Saved entries:
___

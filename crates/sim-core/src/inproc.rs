//! In-memory network shared by every simulated host.
//!
//! Hosts address each other by [`PeerId`]. A connection is a symmetric
//! entry in both endpoints' link sets; establishing or dropping one emits
//! `Joined`/`Left` on both endpoints' connectivity topics.

use std::collections::{BTreeSet, HashMap};
use std::sync::atomic::{AtomicBool, Ordering};
use std::sync::{Arc, Mutex, RwLock};

use async_trait::async_trait;
use tracing::{debug, trace};

use crate::PeerId;
use crate::config::DEFAULT_BUS_CAPACITY;
use crate::events::{Subscription, Topic};
use crate::network::{Connectivity, Host, Network, NetworkError, Overlay, Result};

struct Endpoint {
    id: PeerId,
    links: Mutex<BTreeSet<PeerId>>,
    events: Topic<Connectivity>,
    host_closed: AtomicBool,
    overlay_closed: AtomicBool,
    overlay_attached: AtomicBool,
}

impl Endpoint {
    fn new(id: PeerId, capacity: usize) -> Self {
        Self {
            id,
            links: Mutex::new(BTreeSet::new()),
            events: Topic::new(capacity),
            host_closed: AtomicBool::new(false),
            overlay_closed: AtomicBool::new(false),
            overlay_attached: AtomicBool::new(false),
        }
    }

    fn is_open(&self) -> bool {
        !self.host_closed.load(Ordering::SeqCst) && !self.overlay_closed.load(Ordering::SeqCst)
    }

    fn links(&self) -> std::sync::MutexGuard<'_, BTreeSet<PeerId>> {
        self.links.lock().unwrap_or_else(|e| e.into_inner())
    }

    async fn notify(&self, event: Connectivity) {
        // A closed topic means nobody is listening any more.
        if self.events.emit(event).await.is_err() {
            trace!("{}: dropped {:?}, event stream closed", self.id, event);
        }
    }
}

struct Env {
    endpoints: RwLock<HashMap<PeerId, Arc<Endpoint>>>,
    capacity: usize,
}

impl Env {
    fn register(&self) -> Arc<Endpoint> {
        let mut endpoints = self.endpoints.write().unwrap_or_else(|e| e.into_inner());
        let id = loop {
            let id = PeerId::generate();
            if !endpoints.contains_key(&id) {
                break id;
            }
        };
        let endpoint = Arc::new(Endpoint::new(id, self.capacity));
        endpoints.insert(id, Arc::clone(&endpoint));
        endpoint
    }

    fn lookup(&self, peer: PeerId) -> Option<Arc<Endpoint>> {
        self.endpoints
            .read()
            .unwrap_or_else(|e| e.into_inner())
            .get(&peer)
            .cloned()
    }

    fn deregister(&self, peer: PeerId) {
        self.endpoints
            .write()
            .unwrap_or_else(|e| e.into_inner())
            .remove(&peer);
    }

    /// Link two open endpoints. Returns false if they were already linked.
    fn link(&self, a: &Endpoint, b: &Endpoint) -> Result<bool> {
        debug_assert_ne!(a.id, b.id, "cannot link an endpoint to itself");
        // Lock in ID order so opposite dials cannot deadlock.
        let (first, second) = if a.id < b.id { (a, b) } else { (b, a) };
        let mut first_links = first.links();
        let mut second_links = second.links();

        if !a.is_open() {
            return Err(NetworkError::Closed);
        }
        if !b.is_open() {
            return Err(NetworkError::PeerNotFound(b.id));
        }

        let added = first_links.insert(second.id);
        second_links.insert(first.id);
        Ok(added)
    }

    fn unlink(&self, a: &Endpoint, b: &Endpoint) -> bool {
        debug_assert_ne!(a.id, b.id, "cannot unlink an endpoint from itself");
        let (first, second) = if a.id < b.id { (a, b) } else { (b, a) };
        let mut first_links = first.links();
        let mut second_links = second.links();

        let removed = first_links.remove(&second.id);
        second_links.remove(&first.id);
        removed
    }

    /// Drop every connection of `endpoint`, notifying both ends.
    ///
    /// The caller marks the endpoint closed first, so no new link can be
    /// added while this runs.
    async fn hang_up_all(&self, endpoint: &Endpoint) {
        let peers = std::mem::take(&mut *endpoint.links());
        for peer in peers {
            if let Some(remote) = self.lookup(peer) {
                remote.links().remove(&endpoint.id);
                remote.notify(Connectivity::Left(endpoint.id)).await;
            }
            endpoint.notify(Connectivity::Left(peer)).await;
        }
    }
}

/// A network living entirely in this process.
///
/// Cloning shares the same environment.
#[derive(Clone)]
pub struct InProcNetwork {
    env: Arc<Env>,
}

impl InProcNetwork {
    /// Create an environment whose connectivity streams buffer up to
    /// `capacity` events each.
    pub fn new(capacity: usize) -> Self {
        Self {
            env: Arc::new(Env {
                endpoints: RwLock::new(HashMap::new()),
                capacity,
            }),
        }
    }

    /// Number of registered hosts.
    pub fn len(&self) -> usize {
        self.env
            .endpoints
            .read()
            .unwrap_or_else(|e| e.into_inner())
            .len()
    }

    pub fn is_empty(&self) -> bool {
        self.len() == 0
    }

    pub fn contains(&self, peer: PeerId) -> bool {
        self.env.lookup(peer).is_some()
    }
}

impl Default for InProcNetwork {
    fn default() -> Self {
        Self::new(DEFAULT_BUS_CAPACITY)
    }
}

#[async_trait]
impl Network for InProcNetwork {
    type Host = InProcHost;
    type Overlay = InProcOverlay;

    async fn host(&self) -> Result<InProcHost> {
        let endpoint = self.env.register();
        debug!("Registered host {}", endpoint.id);
        Ok(InProcHost {
            endpoint,
            env: Arc::clone(&self.env),
        })
    }

    async fn overlay(&self, host: &InProcHost) -> Result<InProcOverlay> {
        let endpoint = &host.endpoint;
        if endpoint.host_closed.load(Ordering::SeqCst) {
            return Err(NetworkError::Closed);
        }
        if endpoint.overlay_attached.swap(true, Ordering::SeqCst) {
            return Err(NetworkError::Other(format!(
                "overlay already attached to {}",
                endpoint.id
            )));
        }

        Ok(InProcOverlay {
            endpoint: Arc::clone(endpoint),
            env: Arc::clone(&host.env),
        })
    }
}

pub struct InProcHost {
    endpoint: Arc<Endpoint>,
    env: Arc<Env>,
}

#[async_trait]
impl Host for InProcHost {
    fn id(&self) -> PeerId {
        self.endpoint.id
    }

    async fn close(&self) -> Result<()> {
        if self.endpoint.host_closed.swap(true, Ordering::SeqCst) {
            return Err(NetworkError::Closed);
        }

        self.env.hang_up_all(&self.endpoint).await;
        self.env.deregister(self.endpoint.id);
        self.endpoint.events.close();
        debug!("Closed host {}", self.endpoint.id);
        Ok(())
    }
}

pub struct InProcOverlay {
    endpoint: Arc<Endpoint>,
    env: Arc<Env>,
}

#[async_trait]
impl Overlay for InProcOverlay {
    fn subscribe(&self) -> Result<Subscription<Connectivity>> {
        if !self.endpoint.is_open() {
            return Err(NetworkError::Closed);
        }
        Ok(self.endpoint.events.subscribe()?)
    }

    async fn connect(&self, peer: PeerId) -> Result<()> {
        let local = &self.endpoint;
        if !local.is_open() {
            return Err(NetworkError::Closed);
        }
        if peer == local.id {
            return Err(NetworkError::SelfDial(peer));
        }
        let remote = self
            .env
            .lookup(peer)
            .ok_or(NetworkError::PeerNotFound(peer))?;

        if self.env.link(local, &remote)? {
            trace!("{} connected to {}", local.id, peer);
            local.notify(Connectivity::Joined(peer)).await;
            remote.notify(Connectivity::Joined(local.id)).await;
        }
        Ok(())
    }

    async fn disconnect(&self, peer: PeerId) -> Result<()> {
        let local = &self.endpoint;
        if !local.is_open() {
            return Err(NetworkError::Closed);
        }
        // Both link sets would be the same mutex.
        if peer == local.id {
            return Err(NetworkError::SelfDial(peer));
        }
        let Some(remote) = self.env.lookup(peer) else {
            return Ok(());
        };

        if self.env.unlink(local, &remote) {
            trace!("{} disconnected from {}", local.id, peer);
            local.notify(Connectivity::Left(peer)).await;
            remote.notify(Connectivity::Left(local.id)).await;
        }
        Ok(())
    }

    fn neighbors(&self) -> Vec<PeerId> {
        self.endpoint.links().iter().copied().collect()
    }

    async fn close(&self) -> Result<()> {
        if self.endpoint.overlay_closed.swap(true, Ordering::SeqCst) {
            return Err(NetworkError::Closed);
        }

        self.env.hang_up_all(&self.endpoint).await;
        self.endpoint.events.close();
        Ok(())
    }
}

#[cfg(test)]
mod tests {
    use super::*;
    use std::time::Duration;

    async fn host_with_overlay(net: &InProcNetwork) -> (InProcHost, InProcOverlay) {
        let host = net.host().await.unwrap();
        let overlay = net.overlay(&host).await.unwrap();
        (host, overlay)
    }

    #[tokio::test]
    async fn test_connect_notifies_both_ends() {
        let net = InProcNetwork::new(8);
        let (a, oa) = host_with_overlay(&net).await;
        let (b, ob) = host_with_overlay(&net).await;
        let mut sa = oa.subscribe().unwrap();
        let mut sb = ob.subscribe().unwrap();

        oa.connect(b.id()).await.unwrap();
        oa.connect(b.id()).await.unwrap();

        assert_eq!(sa.recv().await, Some(Connectivity::Joined(b.id())));
        assert_eq!(sb.recv().await, Some(Connectivity::Joined(a.id())));
        assert!(sa.try_recv().is_none());
        assert_eq!(oa.neighbors(), vec![b.id()]);
        assert_eq!(ob.neighbors(), vec![a.id()]);
    }

    #[tokio::test]
    async fn test_disconnect_notifies_both_ends() {
        let net = InProcNetwork::new(8);
        let (a, oa) = host_with_overlay(&net).await;
        let (b, ob) = host_with_overlay(&net).await;
        oa.connect(b.id()).await.unwrap();
        let mut sa = oa.subscribe().unwrap();
        let mut sb = ob.subscribe().unwrap();

        ob.disconnect(a.id()).await.unwrap();

        assert_eq!(sa.recv().await, Some(Connectivity::Left(b.id())));
        assert_eq!(sb.recv().await, Some(Connectivity::Left(a.id())));
        assert!(oa.neighbors().is_empty());
    }

    #[tokio::test]
    async fn test_dial_errors() {
        let net = InProcNetwork::new(8);
        let (a, oa) = host_with_overlay(&net).await;

        assert!(matches!(oa.connect(a.id()).await, Err(NetworkError::SelfDial(_))));
        assert!(matches!(
            oa.connect(PeerId::from(1)).await,
            Err(NetworkError::PeerNotFound(_))
        ));
    }

    #[tokio::test]
    async fn test_self_disconnect_is_rejected() {
        let net = InProcNetwork::new(8);
        let (a, oa) = host_with_overlay(&net).await;

        let result = tokio::time::timeout(Duration::from_secs(5), oa.disconnect(a.id()))
            .await
            .expect("self-disconnect should not block");

        assert!(matches!(result, Err(NetworkError::SelfDial(_))));
        assert!(oa.neighbors().is_empty());
    }

    #[tokio::test]
    async fn test_overlay_close_hangs_up() {
        let net = InProcNetwork::new(8);
        let (a, oa) = host_with_overlay(&net).await;
        let (b, ob) = host_with_overlay(&net).await;
        oa.connect(b.id()).await.unwrap();
        let mut sa = oa.subscribe().unwrap();
        let mut sb = ob.subscribe().unwrap();

        oa.close().await.unwrap();

        assert_eq!(sb.recv().await, Some(Connectivity::Left(a.id())));
        assert_eq!(sa.recv().await, Some(Connectivity::Left(b.id())));
        assert_eq!(sa.recv().await, None);
        assert!(ob.neighbors().is_empty());
        assert!(matches!(oa.close().await, Err(NetworkError::Closed)));
        assert!(matches!(ob.connect(a.id()).await, Err(NetworkError::PeerNotFound(_))));
    }

    #[tokio::test]
    async fn test_host_close_deregisters() {
        let net = InProcNetwork::new(8);
        let (a, _oa) = host_with_overlay(&net).await;
        assert!(net.contains(a.id()));

        a.close().await.unwrap();

        assert!(!net.contains(a.id()));
        assert!(net.is_empty());
        assert!(matches!(a.close().await, Err(NetworkError::Closed)));
        assert!(matches!(net.overlay(&a).await, Err(NetworkError::Closed)));
    }

    #[tokio::test]
    async fn test_one_overlay_per_host() {
        let net = InProcNetwork::new(8);
        let (a, _oa) = host_with_overlay(&net).await;
        assert!(matches!(net.overlay(&a).await, Err(NetworkError::Other(_))));
    }
}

___

WORK INSTRUCTIONS: Each line above with the string "RwLock" should be reported in full.

ANSWER BOX:
use std::sync::{Arc, Mutex, RwLock};
    endpoints: RwLock<HashMap<PeerId, Arc<Endpoint>>>,
                endpoints: RwLock::new(HashMap::new()),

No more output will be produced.